▸ **REQUIRED WORK**
Up to and including the line with "use troca_common::Centavos;", please set down the entries below exactly, starting from the first line.

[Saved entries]
*****

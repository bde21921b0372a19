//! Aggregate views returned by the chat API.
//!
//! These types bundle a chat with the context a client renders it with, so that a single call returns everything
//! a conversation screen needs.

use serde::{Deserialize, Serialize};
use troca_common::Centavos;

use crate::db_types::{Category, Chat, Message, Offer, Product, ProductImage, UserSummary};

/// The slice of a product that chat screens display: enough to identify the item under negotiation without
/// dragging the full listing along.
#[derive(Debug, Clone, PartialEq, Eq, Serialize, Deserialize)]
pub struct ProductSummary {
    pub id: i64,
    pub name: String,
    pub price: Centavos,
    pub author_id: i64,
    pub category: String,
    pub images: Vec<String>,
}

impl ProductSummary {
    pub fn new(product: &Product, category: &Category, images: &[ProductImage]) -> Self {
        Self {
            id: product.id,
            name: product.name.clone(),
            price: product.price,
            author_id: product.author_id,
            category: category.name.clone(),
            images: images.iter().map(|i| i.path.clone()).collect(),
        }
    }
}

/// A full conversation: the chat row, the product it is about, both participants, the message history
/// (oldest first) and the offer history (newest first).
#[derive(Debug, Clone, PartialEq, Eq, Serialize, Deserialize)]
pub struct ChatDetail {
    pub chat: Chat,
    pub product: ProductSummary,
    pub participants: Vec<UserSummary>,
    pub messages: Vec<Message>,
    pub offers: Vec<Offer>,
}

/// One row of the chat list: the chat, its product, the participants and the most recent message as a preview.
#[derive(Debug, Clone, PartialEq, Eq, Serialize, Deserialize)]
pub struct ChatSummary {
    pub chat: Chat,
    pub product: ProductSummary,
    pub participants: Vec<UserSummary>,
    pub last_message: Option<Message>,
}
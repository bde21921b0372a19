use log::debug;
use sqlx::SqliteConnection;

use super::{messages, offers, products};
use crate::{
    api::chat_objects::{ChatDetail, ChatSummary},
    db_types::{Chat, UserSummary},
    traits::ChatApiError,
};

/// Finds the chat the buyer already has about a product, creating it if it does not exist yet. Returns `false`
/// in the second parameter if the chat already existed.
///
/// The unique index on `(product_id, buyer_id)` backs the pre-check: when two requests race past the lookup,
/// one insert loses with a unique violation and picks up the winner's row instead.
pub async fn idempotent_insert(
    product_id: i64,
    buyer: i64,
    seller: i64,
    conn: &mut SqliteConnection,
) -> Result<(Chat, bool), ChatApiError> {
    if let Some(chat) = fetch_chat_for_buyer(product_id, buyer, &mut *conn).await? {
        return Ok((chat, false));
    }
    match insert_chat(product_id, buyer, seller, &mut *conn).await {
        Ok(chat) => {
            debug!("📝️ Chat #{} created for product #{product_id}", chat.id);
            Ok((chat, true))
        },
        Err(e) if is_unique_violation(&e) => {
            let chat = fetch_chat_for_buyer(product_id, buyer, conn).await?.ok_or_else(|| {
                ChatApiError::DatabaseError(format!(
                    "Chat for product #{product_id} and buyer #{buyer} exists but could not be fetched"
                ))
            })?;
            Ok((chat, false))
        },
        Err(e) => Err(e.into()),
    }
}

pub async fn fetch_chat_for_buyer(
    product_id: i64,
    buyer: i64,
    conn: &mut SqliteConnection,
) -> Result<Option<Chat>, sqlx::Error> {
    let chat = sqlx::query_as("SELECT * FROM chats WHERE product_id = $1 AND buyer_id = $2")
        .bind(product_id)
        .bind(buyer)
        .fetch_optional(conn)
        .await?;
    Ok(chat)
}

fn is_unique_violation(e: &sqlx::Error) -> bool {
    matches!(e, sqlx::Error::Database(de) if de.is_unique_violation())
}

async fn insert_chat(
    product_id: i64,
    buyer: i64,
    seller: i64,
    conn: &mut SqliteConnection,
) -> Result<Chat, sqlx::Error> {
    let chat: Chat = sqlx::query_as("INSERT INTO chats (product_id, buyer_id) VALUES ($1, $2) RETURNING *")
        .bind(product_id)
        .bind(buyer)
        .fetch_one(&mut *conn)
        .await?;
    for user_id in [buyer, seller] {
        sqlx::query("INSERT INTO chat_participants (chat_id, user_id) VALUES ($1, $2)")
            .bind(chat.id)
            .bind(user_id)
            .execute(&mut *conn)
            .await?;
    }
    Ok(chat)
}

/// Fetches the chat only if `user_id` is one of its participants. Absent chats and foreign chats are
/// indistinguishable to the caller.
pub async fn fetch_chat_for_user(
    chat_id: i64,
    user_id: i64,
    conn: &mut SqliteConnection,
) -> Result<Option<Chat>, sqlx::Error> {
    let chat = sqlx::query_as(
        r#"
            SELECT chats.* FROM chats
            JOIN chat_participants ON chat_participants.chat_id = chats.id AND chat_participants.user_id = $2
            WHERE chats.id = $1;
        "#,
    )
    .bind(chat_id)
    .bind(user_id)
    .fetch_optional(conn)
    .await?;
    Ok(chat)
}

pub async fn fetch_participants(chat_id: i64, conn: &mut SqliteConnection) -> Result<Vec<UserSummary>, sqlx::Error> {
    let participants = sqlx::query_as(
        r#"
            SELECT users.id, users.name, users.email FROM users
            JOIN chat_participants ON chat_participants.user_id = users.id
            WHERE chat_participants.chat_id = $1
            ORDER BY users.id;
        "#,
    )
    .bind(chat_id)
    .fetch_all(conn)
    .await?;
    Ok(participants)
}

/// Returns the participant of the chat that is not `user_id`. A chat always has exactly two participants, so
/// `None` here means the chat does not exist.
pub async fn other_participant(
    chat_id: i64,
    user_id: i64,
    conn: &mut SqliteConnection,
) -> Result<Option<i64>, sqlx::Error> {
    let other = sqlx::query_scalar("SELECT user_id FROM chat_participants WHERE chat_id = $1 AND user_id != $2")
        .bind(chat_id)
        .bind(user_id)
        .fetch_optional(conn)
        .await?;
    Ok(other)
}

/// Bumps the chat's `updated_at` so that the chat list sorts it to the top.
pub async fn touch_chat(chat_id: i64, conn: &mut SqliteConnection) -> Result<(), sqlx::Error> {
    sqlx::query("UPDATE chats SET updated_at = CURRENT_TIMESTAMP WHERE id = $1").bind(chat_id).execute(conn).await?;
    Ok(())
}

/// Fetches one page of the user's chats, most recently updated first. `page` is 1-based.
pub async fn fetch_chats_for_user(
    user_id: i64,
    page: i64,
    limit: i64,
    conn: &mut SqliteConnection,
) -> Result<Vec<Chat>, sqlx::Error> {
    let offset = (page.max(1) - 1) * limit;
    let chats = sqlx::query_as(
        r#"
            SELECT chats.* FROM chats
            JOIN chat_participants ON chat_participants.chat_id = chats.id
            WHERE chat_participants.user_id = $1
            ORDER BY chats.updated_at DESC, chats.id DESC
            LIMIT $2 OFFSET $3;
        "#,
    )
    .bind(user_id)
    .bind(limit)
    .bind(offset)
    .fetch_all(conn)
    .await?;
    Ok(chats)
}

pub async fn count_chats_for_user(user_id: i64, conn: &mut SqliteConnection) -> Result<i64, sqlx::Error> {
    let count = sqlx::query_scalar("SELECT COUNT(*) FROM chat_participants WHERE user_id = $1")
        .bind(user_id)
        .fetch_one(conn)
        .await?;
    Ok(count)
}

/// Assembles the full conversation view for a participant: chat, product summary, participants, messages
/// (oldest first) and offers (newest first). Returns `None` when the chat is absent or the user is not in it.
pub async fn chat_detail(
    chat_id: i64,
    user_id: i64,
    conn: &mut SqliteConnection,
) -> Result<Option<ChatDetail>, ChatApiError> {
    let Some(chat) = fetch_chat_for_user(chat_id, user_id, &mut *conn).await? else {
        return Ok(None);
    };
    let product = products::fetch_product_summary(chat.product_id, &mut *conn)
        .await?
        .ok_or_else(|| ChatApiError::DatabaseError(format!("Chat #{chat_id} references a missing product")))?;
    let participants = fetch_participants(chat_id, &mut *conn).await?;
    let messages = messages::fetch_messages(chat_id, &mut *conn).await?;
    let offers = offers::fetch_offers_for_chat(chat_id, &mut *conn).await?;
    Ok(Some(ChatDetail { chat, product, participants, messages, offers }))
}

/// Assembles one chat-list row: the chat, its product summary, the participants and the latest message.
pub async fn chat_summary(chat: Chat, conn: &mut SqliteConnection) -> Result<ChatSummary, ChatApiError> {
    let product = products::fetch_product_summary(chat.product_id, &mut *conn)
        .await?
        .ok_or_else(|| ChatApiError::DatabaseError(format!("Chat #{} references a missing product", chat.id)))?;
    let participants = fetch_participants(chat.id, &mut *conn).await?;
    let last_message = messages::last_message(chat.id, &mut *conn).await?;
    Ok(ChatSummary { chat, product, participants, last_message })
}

*****

▸ **EXERCISE RESULT**
repository bde21921b0372a19
//! Aggregate views returned by the chat API.
//!
//! These types bundle a chat with the context a client renders it with, so that a single call returns everything
//! a conversation screen needs.

use serde::{Deserialize, Serialize};
use troca_common::Centavos;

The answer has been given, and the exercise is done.